Would you work out how many of the lines below hold "aligned" and reply with nothing but the number?

--- START ---

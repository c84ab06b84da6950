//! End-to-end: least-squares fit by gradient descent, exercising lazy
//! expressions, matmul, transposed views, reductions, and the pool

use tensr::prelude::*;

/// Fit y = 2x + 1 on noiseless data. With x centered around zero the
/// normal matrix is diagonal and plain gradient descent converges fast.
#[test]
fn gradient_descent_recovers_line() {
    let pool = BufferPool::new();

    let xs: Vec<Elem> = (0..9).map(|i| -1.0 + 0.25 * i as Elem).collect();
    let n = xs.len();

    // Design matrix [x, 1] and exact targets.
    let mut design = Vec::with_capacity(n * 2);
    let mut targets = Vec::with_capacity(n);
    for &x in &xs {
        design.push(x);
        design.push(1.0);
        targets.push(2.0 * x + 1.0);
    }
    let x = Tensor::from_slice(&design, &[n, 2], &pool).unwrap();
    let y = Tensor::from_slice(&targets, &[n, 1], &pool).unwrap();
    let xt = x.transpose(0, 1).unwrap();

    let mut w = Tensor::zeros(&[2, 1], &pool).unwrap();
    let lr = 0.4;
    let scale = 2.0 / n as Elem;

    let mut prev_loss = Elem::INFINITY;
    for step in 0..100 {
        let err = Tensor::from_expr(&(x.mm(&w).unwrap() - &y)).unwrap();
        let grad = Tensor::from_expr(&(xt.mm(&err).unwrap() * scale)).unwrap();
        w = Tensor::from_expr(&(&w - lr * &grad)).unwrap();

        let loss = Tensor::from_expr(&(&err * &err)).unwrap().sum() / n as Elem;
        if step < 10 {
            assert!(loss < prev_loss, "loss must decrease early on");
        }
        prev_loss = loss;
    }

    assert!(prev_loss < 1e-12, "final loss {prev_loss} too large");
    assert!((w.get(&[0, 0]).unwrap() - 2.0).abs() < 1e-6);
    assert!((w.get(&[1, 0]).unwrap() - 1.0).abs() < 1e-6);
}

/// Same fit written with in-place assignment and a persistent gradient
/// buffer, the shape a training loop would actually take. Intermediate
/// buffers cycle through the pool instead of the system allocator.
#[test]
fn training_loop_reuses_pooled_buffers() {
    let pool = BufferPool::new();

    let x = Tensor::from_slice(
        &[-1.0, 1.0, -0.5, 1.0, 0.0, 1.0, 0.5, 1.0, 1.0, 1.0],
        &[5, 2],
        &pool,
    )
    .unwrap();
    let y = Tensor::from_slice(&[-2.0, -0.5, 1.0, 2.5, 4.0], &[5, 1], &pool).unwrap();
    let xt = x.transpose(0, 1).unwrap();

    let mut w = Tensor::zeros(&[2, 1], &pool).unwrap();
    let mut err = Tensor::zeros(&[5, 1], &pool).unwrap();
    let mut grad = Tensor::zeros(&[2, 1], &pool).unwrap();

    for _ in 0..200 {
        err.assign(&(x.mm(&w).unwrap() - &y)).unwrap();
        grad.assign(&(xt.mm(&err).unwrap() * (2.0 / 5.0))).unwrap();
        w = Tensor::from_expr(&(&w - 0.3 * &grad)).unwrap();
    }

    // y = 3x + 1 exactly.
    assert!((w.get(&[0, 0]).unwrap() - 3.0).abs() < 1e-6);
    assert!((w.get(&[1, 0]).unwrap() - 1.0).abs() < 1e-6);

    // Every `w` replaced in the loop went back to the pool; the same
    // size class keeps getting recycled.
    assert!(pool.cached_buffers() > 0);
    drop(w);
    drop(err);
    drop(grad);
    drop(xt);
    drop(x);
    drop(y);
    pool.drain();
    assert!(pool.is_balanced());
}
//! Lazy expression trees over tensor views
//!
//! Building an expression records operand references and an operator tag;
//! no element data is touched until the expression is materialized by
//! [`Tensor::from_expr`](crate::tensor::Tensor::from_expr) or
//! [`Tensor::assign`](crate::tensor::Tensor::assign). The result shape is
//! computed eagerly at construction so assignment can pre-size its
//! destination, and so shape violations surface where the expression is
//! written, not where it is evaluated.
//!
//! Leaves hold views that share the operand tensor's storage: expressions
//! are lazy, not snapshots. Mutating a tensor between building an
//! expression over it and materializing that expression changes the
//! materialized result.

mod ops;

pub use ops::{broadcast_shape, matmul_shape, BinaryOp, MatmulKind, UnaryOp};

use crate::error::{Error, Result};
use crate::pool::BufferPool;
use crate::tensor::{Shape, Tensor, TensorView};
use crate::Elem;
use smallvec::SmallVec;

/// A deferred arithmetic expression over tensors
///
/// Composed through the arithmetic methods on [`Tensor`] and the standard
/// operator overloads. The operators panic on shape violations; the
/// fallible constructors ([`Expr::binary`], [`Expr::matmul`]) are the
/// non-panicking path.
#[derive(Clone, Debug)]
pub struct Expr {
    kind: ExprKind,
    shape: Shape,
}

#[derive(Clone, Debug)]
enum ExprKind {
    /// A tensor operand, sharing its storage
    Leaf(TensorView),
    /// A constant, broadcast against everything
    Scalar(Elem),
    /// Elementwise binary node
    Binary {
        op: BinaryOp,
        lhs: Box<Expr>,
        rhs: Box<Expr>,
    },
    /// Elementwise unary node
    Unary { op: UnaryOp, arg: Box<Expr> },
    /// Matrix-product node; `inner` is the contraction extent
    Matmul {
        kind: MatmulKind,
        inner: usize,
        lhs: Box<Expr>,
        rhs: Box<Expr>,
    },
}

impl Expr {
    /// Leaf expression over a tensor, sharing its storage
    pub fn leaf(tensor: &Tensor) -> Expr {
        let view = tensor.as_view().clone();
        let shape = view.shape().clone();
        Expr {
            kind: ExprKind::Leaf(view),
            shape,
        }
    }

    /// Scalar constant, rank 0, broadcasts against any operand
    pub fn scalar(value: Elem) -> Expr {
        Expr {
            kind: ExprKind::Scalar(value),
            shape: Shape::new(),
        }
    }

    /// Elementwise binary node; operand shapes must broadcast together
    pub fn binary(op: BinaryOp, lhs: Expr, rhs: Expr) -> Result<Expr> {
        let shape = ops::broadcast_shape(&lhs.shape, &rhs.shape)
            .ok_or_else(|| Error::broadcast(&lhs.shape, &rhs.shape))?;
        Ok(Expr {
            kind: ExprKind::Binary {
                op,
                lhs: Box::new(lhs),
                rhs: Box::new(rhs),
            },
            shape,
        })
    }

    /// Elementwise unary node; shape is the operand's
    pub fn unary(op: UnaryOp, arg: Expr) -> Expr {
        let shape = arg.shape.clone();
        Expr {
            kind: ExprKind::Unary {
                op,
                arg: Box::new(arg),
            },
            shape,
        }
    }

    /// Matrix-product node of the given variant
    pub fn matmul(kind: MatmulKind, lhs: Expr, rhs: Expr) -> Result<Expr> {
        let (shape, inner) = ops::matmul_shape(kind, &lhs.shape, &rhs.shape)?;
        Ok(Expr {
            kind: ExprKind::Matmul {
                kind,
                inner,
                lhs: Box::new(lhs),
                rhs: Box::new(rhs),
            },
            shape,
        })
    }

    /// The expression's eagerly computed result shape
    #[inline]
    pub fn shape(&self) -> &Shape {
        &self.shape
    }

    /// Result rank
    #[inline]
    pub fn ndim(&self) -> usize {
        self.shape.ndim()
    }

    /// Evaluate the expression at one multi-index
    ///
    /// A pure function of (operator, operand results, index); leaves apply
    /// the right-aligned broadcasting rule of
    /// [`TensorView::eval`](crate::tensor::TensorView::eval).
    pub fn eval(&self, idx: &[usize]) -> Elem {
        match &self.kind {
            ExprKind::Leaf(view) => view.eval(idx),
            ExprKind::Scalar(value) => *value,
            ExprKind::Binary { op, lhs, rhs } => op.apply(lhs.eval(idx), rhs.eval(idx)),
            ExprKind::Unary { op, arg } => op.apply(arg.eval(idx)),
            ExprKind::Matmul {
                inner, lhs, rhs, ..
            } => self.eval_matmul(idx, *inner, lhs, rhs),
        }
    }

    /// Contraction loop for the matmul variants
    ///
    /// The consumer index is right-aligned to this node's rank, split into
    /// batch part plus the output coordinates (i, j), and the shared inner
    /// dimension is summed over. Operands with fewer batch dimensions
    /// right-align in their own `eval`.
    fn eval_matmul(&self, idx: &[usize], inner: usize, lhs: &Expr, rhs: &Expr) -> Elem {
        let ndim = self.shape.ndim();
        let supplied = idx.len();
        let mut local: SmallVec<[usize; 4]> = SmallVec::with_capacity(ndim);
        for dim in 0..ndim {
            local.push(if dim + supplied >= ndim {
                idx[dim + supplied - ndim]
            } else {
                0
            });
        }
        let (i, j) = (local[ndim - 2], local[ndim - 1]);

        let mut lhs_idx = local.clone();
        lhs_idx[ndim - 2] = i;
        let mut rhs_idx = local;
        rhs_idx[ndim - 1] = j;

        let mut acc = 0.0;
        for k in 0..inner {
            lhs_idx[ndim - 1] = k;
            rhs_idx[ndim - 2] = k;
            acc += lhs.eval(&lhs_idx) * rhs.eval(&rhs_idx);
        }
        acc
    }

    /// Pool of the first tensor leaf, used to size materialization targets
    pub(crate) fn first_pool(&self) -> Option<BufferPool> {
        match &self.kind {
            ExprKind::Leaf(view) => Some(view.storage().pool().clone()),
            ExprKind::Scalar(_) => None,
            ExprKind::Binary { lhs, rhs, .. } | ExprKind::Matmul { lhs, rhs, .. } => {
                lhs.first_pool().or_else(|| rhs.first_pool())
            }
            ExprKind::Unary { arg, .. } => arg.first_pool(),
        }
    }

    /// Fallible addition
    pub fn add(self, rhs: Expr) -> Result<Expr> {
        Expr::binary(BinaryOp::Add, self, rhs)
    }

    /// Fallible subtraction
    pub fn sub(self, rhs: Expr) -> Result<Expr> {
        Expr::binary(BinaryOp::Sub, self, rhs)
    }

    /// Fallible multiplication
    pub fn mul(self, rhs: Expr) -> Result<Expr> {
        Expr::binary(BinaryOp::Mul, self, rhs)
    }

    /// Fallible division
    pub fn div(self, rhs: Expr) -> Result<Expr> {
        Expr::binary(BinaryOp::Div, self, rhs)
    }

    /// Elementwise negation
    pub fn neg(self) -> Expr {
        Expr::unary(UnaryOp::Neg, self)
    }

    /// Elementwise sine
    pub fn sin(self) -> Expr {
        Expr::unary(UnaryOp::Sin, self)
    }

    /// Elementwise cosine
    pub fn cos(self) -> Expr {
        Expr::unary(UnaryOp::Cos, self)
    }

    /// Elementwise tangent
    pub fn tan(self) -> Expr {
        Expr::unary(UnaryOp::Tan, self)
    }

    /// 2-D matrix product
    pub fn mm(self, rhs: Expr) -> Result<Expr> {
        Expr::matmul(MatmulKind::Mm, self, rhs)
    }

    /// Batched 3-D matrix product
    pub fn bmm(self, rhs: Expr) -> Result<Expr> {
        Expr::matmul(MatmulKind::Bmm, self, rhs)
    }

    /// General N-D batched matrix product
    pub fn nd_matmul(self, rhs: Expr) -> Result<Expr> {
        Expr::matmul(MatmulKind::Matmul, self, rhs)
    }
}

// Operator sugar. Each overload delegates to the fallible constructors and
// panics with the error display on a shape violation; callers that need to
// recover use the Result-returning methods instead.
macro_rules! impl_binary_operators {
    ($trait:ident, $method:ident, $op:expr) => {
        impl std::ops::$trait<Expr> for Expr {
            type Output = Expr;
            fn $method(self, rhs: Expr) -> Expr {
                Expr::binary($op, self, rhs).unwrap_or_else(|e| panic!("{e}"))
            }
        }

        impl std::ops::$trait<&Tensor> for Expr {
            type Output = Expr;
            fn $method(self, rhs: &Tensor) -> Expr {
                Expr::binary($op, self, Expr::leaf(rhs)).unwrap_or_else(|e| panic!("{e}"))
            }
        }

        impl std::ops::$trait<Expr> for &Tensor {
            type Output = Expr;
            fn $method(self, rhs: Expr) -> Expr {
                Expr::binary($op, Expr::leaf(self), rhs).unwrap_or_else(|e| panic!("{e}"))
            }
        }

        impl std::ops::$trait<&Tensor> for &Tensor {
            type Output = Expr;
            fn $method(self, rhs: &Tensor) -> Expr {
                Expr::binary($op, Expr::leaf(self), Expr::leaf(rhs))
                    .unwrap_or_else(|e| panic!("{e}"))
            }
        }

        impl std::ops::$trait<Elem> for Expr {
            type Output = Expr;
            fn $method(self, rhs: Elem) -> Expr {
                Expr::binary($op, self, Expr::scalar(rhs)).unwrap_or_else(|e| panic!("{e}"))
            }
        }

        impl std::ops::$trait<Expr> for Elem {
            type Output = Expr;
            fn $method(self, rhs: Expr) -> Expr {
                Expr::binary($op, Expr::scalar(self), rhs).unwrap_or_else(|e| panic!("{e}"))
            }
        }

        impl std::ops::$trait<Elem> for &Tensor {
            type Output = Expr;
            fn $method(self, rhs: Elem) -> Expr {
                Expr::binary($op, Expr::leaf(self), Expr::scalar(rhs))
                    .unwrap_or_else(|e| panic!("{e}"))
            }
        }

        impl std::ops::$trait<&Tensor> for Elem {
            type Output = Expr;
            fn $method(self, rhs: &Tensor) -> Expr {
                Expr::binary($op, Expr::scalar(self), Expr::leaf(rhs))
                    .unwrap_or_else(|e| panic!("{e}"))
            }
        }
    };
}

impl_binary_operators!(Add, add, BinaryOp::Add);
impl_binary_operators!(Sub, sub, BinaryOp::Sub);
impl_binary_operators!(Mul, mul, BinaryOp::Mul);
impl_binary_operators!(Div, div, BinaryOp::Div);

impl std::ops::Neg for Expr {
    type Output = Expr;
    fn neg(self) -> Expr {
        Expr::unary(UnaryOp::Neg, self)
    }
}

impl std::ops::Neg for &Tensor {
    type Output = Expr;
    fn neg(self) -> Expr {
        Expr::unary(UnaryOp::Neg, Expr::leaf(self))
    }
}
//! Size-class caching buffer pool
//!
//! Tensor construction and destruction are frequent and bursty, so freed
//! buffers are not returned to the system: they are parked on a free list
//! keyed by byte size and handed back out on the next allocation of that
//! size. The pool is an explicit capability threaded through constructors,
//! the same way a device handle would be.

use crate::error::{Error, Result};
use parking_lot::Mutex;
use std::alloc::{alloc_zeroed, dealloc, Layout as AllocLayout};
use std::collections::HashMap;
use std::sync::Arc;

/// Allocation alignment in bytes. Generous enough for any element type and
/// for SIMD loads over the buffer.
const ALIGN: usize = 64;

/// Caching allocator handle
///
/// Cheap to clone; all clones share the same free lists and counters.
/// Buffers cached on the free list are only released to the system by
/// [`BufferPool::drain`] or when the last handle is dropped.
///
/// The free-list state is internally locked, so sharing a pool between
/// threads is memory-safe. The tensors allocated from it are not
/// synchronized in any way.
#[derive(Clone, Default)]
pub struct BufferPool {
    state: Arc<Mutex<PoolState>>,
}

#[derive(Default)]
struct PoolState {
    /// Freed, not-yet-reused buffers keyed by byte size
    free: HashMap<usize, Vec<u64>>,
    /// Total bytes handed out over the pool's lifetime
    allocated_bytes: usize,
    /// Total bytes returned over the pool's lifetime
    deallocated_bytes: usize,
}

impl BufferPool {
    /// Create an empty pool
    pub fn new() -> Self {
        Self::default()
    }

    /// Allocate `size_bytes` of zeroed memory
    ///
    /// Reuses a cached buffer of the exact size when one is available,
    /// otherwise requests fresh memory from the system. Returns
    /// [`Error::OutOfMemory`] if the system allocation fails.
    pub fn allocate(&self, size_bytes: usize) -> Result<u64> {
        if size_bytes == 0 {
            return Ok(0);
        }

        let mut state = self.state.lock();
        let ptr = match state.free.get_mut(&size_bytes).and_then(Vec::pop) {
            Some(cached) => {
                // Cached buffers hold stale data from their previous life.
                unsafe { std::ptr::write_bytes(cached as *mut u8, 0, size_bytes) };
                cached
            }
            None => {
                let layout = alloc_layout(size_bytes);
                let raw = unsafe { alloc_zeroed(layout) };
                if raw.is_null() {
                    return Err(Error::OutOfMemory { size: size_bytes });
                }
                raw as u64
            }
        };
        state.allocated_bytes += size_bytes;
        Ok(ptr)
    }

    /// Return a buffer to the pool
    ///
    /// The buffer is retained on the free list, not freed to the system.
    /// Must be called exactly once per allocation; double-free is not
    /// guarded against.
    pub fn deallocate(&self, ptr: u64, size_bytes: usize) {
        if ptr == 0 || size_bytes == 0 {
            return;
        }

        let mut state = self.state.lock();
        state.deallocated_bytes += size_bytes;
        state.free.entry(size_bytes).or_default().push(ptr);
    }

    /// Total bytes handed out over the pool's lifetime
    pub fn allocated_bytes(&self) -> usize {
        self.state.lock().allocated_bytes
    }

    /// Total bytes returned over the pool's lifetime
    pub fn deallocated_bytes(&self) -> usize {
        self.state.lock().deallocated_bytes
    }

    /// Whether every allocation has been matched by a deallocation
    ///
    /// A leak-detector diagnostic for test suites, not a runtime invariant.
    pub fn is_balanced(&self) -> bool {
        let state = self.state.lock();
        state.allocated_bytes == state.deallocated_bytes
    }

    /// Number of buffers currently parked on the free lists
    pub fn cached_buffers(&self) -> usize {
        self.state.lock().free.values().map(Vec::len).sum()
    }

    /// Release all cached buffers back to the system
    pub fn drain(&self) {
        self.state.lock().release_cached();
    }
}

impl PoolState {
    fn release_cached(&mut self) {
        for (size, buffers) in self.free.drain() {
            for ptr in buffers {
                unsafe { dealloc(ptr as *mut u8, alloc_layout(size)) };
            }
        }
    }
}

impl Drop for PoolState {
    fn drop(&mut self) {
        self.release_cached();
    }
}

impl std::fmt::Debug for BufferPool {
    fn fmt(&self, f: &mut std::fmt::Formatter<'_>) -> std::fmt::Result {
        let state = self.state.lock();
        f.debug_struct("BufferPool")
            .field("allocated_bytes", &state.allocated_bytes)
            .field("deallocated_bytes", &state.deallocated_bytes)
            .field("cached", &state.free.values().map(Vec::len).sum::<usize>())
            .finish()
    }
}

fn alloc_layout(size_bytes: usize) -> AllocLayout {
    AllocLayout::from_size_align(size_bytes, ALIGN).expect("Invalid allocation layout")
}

--- END ---

• Expected answer:
2